Go through the data and say how many lines include the string "CoreError"; return only the figure.

-- Stored data follows --

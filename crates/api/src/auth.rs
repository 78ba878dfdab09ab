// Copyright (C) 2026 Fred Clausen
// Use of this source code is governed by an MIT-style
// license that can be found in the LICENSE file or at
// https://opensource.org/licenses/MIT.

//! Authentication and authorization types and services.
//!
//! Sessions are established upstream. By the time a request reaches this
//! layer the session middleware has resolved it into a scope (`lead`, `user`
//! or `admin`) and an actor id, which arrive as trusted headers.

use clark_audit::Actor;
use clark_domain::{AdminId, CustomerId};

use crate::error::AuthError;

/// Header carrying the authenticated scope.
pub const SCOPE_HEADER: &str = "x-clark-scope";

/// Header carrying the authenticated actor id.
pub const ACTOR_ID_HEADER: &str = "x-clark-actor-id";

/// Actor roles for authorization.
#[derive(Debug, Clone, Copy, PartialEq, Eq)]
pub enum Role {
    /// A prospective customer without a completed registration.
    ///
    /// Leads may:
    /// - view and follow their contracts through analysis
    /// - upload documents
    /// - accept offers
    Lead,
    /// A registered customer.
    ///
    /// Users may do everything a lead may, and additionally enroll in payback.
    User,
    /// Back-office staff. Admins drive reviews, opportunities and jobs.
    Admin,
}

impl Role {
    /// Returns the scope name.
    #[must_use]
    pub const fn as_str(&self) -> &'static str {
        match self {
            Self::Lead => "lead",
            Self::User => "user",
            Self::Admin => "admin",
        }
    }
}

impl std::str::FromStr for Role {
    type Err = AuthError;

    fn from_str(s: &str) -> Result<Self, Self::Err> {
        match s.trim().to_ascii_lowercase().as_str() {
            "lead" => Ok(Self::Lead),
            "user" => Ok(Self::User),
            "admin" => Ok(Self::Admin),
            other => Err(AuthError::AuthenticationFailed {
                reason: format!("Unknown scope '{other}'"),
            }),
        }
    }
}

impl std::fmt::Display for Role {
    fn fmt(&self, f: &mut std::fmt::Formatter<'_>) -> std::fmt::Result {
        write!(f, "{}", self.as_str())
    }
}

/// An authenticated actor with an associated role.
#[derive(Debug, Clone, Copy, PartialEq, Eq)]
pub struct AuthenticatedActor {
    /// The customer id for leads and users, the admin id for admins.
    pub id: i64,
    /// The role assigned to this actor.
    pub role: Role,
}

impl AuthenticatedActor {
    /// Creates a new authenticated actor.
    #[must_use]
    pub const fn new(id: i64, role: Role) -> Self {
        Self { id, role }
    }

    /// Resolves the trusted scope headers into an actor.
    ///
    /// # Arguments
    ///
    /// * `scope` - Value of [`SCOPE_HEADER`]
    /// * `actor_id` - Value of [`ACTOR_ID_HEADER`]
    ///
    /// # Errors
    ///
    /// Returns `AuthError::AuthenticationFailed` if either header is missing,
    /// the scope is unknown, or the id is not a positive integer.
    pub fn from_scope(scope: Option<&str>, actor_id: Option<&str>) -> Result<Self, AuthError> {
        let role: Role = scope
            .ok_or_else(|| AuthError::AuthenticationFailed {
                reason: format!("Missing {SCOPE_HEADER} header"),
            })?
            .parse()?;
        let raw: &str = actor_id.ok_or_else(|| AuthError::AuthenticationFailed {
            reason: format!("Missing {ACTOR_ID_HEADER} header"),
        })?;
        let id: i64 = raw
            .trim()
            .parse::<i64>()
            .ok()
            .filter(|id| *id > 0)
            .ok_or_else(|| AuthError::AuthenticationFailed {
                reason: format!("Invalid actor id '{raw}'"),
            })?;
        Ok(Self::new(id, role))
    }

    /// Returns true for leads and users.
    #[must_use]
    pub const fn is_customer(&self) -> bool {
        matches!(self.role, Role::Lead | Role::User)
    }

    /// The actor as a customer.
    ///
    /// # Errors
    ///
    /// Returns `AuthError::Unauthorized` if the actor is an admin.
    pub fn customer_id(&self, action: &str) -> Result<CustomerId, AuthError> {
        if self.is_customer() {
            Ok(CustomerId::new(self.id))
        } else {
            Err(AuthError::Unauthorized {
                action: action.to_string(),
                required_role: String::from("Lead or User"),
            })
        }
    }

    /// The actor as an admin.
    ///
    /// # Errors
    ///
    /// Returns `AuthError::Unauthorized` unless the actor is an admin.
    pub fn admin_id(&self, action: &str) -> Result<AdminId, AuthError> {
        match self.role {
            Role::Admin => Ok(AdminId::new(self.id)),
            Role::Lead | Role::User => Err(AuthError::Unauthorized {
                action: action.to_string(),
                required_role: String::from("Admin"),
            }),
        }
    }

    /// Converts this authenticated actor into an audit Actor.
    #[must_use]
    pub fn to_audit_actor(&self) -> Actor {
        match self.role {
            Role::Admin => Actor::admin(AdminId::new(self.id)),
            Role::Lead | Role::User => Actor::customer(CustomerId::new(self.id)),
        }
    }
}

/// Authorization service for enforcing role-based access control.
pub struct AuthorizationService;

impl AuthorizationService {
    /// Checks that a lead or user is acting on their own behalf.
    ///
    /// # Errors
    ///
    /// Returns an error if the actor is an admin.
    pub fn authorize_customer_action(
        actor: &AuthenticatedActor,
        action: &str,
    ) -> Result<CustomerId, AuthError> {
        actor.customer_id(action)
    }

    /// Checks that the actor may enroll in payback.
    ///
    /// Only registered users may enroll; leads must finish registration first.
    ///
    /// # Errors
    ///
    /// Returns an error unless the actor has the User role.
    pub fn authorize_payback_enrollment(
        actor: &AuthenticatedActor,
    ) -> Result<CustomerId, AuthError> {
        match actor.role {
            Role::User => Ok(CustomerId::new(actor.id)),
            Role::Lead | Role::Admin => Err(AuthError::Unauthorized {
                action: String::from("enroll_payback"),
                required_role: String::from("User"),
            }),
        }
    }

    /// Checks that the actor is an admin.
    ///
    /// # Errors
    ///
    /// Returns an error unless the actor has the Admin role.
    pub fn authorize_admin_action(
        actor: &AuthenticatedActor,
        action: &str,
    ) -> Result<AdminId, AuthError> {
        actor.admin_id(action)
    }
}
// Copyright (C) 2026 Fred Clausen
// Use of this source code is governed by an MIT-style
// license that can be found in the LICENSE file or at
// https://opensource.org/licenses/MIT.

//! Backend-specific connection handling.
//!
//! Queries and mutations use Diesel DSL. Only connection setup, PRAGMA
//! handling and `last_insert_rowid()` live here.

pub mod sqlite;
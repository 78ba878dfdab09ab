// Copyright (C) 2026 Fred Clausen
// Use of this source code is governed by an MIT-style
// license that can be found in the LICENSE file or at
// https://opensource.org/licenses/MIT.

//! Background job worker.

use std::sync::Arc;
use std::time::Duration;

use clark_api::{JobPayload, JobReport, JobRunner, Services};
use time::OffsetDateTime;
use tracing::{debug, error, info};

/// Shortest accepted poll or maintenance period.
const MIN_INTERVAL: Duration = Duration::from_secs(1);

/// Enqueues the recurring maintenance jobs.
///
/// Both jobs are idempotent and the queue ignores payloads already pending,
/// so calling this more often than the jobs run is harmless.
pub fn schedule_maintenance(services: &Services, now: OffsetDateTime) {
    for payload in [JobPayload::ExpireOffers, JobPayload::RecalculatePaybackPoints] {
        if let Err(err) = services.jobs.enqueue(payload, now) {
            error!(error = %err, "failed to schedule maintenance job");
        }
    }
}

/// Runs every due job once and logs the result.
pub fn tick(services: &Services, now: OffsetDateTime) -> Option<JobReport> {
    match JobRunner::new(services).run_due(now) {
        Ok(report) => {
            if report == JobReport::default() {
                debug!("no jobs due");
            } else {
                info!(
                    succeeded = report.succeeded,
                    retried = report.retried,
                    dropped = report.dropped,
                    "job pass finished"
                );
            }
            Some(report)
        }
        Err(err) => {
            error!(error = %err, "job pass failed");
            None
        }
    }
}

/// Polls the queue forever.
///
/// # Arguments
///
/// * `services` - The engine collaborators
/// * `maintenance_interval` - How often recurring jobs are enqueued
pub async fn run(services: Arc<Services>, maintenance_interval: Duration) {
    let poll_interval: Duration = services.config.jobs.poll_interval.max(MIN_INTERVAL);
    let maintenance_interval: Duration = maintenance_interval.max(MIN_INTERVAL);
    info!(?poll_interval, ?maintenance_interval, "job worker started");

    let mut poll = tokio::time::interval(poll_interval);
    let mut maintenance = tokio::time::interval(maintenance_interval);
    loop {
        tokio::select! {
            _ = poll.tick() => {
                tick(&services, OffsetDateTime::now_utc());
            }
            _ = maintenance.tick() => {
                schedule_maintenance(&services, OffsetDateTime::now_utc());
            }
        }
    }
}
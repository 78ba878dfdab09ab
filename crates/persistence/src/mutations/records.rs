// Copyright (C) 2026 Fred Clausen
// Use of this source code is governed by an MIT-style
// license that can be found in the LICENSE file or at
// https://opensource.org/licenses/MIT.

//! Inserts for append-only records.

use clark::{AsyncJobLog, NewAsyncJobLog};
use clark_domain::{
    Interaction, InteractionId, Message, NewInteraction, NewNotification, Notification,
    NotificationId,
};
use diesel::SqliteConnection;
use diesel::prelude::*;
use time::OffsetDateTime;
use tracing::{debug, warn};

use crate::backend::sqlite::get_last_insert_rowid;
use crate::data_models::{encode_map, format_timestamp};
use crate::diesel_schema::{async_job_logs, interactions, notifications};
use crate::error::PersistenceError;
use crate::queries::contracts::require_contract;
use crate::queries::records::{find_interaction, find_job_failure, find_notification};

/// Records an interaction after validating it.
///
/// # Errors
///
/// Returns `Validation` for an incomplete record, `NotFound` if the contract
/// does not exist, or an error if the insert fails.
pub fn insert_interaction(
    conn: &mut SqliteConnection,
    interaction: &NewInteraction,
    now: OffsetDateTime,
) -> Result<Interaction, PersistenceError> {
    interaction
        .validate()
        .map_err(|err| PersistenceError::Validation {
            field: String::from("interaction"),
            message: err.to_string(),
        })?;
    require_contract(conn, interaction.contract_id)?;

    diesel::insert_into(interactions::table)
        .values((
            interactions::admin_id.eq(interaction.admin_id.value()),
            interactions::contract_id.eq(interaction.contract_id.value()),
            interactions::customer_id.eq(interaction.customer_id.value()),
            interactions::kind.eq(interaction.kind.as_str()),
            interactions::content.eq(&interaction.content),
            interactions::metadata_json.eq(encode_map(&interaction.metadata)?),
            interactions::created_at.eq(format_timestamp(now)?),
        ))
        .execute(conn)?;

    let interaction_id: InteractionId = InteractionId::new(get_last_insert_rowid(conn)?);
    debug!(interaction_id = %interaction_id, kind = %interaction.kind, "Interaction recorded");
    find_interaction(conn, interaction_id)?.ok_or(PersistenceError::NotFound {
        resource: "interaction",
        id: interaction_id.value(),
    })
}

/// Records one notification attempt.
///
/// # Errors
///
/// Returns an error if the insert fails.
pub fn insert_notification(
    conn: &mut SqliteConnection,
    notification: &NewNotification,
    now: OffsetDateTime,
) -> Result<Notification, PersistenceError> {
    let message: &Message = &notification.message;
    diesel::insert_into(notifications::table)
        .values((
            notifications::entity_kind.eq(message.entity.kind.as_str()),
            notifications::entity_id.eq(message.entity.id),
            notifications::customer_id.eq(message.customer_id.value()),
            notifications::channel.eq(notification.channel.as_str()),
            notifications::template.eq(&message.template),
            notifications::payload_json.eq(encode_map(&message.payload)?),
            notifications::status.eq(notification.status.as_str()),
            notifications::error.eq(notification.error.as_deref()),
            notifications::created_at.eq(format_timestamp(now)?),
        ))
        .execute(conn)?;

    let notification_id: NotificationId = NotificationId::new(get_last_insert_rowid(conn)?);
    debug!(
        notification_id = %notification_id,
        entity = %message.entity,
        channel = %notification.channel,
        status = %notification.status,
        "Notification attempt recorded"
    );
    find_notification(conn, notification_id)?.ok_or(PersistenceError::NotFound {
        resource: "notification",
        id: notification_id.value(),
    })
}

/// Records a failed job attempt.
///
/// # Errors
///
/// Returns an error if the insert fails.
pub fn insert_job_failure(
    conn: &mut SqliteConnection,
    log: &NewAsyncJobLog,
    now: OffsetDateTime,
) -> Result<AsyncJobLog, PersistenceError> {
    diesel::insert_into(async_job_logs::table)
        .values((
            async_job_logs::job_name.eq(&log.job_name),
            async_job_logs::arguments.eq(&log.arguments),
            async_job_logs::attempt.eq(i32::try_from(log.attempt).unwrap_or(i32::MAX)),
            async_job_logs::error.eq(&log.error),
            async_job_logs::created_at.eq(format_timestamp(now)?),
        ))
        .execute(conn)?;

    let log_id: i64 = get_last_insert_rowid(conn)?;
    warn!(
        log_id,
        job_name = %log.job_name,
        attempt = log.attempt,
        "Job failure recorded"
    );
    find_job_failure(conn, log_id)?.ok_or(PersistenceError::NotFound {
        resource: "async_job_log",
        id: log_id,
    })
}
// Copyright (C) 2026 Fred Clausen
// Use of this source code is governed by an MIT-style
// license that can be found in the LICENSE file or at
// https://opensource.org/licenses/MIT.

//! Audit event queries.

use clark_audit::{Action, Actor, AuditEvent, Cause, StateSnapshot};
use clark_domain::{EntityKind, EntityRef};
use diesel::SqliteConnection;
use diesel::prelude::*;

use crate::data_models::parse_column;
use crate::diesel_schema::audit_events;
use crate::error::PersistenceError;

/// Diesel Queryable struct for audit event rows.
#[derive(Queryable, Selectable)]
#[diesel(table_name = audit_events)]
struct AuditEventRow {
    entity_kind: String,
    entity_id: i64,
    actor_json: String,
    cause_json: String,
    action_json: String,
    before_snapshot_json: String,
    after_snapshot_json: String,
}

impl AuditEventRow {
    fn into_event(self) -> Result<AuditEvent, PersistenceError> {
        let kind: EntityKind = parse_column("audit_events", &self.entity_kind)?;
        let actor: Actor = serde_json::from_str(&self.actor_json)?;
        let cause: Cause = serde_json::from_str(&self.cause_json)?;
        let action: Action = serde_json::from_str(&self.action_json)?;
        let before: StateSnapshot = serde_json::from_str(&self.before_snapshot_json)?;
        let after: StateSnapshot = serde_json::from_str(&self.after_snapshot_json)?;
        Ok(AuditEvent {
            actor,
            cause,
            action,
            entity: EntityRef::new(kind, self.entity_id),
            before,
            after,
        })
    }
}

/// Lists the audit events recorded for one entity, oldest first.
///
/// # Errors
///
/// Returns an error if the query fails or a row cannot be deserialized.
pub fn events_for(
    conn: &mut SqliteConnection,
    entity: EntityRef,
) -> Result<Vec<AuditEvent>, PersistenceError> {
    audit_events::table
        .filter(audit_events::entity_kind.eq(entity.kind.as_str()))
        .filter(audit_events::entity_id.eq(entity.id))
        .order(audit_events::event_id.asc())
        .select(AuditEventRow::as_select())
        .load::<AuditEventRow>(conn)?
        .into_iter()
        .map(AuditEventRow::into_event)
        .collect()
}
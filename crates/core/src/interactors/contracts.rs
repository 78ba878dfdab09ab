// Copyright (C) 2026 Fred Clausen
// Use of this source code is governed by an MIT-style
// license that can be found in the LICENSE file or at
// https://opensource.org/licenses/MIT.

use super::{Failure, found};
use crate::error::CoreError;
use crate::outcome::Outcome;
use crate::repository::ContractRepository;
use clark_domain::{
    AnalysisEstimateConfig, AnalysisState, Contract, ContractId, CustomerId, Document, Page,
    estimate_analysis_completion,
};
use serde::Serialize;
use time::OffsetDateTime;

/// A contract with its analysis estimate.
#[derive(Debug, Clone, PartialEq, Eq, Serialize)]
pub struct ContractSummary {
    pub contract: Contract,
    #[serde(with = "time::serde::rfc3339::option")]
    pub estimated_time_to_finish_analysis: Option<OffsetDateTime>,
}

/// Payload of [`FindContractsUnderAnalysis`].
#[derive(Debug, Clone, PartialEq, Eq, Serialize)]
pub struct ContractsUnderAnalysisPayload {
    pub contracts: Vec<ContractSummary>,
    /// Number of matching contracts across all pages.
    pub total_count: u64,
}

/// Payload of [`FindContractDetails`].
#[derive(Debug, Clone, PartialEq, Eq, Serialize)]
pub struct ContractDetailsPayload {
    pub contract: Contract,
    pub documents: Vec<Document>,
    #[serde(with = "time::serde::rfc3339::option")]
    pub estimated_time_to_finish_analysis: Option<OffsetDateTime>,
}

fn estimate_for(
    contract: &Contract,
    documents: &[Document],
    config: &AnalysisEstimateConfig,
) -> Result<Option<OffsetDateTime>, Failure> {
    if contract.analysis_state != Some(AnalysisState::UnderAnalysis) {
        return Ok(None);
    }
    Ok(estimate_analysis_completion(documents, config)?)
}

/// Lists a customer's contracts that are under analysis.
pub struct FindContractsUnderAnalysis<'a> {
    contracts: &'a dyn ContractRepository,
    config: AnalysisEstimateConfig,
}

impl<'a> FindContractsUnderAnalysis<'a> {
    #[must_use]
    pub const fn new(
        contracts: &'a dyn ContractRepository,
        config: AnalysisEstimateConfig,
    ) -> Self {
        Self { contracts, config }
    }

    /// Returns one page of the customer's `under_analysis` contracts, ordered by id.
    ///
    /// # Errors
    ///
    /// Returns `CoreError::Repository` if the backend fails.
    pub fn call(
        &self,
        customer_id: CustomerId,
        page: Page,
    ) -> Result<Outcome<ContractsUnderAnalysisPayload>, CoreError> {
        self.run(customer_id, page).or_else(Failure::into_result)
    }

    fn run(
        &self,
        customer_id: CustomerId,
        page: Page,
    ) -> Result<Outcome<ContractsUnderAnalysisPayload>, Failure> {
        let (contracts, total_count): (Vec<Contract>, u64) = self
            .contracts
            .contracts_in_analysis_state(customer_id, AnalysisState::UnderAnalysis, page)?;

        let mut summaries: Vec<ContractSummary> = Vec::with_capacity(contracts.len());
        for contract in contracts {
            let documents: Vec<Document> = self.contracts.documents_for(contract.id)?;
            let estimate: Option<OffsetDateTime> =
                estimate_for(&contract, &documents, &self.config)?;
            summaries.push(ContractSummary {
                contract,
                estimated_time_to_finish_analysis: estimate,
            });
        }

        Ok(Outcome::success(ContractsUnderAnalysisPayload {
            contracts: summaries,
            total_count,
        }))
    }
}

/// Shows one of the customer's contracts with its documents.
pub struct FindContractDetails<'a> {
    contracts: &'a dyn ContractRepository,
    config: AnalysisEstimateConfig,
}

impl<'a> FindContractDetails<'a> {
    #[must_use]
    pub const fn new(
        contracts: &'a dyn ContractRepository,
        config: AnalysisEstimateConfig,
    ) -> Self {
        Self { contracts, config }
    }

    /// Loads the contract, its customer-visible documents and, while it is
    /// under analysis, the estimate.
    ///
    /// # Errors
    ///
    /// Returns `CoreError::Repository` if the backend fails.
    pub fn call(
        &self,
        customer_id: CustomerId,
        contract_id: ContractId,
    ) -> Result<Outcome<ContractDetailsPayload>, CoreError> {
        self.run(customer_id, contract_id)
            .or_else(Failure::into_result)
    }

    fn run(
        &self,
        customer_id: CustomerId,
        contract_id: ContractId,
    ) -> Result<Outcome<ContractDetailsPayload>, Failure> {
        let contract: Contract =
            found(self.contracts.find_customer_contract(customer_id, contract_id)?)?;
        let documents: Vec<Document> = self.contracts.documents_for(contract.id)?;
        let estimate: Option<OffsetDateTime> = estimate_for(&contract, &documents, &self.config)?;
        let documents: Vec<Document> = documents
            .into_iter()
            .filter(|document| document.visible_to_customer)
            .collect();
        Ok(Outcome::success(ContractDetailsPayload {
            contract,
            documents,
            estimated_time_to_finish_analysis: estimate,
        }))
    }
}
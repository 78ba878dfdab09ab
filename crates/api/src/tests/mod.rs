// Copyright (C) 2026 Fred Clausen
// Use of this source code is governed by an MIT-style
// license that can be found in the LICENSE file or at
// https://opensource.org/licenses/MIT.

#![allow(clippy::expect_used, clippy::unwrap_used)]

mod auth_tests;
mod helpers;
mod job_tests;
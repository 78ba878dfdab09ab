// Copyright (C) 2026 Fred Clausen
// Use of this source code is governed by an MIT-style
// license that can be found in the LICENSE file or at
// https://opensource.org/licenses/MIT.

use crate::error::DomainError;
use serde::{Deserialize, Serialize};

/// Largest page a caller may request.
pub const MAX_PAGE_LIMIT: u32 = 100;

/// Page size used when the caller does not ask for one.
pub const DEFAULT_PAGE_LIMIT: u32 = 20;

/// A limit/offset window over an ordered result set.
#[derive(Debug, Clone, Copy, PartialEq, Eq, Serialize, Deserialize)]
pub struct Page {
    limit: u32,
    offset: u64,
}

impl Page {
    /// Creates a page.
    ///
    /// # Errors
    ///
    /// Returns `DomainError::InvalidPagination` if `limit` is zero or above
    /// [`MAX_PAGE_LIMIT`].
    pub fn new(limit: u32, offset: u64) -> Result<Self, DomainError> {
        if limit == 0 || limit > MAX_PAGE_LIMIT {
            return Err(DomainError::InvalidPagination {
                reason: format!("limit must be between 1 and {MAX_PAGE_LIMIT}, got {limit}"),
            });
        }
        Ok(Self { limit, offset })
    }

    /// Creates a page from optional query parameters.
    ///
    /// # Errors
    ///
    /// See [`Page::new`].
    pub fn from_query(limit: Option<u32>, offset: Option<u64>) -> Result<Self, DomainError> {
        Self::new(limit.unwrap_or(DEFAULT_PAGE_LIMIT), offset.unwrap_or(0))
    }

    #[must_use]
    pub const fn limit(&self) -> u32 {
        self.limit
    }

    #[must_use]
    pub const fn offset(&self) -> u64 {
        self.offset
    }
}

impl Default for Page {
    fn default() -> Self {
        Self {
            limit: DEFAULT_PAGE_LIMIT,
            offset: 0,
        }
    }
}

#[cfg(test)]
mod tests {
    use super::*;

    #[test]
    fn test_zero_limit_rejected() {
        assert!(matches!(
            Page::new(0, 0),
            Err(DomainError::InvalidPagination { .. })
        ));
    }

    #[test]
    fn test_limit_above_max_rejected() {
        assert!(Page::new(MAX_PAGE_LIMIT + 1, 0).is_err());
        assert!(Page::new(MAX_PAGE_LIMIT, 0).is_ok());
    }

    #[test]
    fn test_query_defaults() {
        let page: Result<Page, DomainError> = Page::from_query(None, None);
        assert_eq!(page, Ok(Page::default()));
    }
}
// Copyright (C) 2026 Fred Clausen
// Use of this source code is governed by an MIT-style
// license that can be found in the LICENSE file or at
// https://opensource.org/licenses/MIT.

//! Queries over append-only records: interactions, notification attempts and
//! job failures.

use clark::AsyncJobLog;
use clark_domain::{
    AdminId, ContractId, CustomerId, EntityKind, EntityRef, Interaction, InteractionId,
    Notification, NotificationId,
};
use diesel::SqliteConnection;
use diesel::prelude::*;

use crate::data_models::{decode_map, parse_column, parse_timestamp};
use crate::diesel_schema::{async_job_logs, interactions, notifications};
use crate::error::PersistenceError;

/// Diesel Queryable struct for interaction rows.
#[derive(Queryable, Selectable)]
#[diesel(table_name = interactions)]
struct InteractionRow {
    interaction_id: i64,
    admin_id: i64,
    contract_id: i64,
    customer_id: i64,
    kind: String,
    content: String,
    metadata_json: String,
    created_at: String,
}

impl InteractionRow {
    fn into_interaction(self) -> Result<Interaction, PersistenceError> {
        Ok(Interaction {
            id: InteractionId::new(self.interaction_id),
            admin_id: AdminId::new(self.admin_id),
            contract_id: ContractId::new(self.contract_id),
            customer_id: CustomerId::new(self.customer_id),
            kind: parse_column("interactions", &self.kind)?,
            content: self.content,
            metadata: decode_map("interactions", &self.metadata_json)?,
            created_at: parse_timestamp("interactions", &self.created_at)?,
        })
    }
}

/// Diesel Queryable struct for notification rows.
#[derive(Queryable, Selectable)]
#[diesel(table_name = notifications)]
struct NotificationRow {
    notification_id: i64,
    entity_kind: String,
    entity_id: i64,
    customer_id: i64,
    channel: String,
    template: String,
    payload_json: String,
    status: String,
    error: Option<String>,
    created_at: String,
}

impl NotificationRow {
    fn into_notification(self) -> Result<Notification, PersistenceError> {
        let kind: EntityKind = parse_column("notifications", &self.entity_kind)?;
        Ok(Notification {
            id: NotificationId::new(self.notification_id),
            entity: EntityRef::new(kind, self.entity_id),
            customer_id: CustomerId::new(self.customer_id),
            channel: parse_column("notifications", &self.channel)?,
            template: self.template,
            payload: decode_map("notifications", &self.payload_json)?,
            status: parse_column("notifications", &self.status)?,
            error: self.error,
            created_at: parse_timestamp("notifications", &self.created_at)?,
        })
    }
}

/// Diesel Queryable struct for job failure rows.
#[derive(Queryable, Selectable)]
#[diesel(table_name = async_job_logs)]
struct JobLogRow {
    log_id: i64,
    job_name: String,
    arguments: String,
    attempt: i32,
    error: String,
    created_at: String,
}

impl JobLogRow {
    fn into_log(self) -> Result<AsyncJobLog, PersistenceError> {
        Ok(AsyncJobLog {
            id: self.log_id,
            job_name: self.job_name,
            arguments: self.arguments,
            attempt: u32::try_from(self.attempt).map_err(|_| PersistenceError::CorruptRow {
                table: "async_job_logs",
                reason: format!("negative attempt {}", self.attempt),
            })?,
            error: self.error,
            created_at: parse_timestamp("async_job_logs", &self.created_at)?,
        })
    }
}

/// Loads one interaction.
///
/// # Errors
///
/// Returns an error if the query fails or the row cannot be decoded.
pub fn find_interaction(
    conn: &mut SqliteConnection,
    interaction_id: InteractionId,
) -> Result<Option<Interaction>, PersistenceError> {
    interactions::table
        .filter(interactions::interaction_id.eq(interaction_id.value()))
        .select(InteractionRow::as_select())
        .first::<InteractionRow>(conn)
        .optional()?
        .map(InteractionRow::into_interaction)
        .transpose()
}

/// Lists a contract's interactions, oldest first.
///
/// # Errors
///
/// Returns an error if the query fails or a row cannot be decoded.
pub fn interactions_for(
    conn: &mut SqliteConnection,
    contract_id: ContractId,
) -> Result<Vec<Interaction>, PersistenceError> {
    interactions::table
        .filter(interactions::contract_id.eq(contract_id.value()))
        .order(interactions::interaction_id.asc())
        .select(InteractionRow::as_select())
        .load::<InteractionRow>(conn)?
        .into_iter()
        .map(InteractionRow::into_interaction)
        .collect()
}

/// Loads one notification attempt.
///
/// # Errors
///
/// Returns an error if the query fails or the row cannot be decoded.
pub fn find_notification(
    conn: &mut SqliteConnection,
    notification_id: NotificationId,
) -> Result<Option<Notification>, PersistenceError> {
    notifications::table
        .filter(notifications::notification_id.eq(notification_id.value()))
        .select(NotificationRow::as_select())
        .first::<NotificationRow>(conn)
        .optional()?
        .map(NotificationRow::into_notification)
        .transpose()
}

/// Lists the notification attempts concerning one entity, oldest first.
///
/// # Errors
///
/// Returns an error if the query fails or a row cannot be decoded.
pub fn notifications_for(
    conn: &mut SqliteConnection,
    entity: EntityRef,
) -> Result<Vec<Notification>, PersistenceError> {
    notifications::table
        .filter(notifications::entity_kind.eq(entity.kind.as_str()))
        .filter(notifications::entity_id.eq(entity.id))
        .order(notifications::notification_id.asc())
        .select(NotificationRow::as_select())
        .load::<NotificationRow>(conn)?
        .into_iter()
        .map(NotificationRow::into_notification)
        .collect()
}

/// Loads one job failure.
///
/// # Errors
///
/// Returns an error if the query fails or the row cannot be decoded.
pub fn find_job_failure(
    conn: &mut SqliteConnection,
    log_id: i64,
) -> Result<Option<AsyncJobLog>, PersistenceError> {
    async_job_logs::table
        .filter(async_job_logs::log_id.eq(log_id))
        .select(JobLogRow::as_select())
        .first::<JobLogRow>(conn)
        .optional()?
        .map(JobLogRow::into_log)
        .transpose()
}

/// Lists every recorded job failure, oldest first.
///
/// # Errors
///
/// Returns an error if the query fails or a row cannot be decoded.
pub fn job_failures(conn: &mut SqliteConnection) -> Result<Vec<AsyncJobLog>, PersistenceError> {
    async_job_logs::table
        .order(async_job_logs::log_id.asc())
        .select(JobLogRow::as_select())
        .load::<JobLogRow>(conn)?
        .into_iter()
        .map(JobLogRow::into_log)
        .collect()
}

-- Stored data concluded --

◆ Task output
5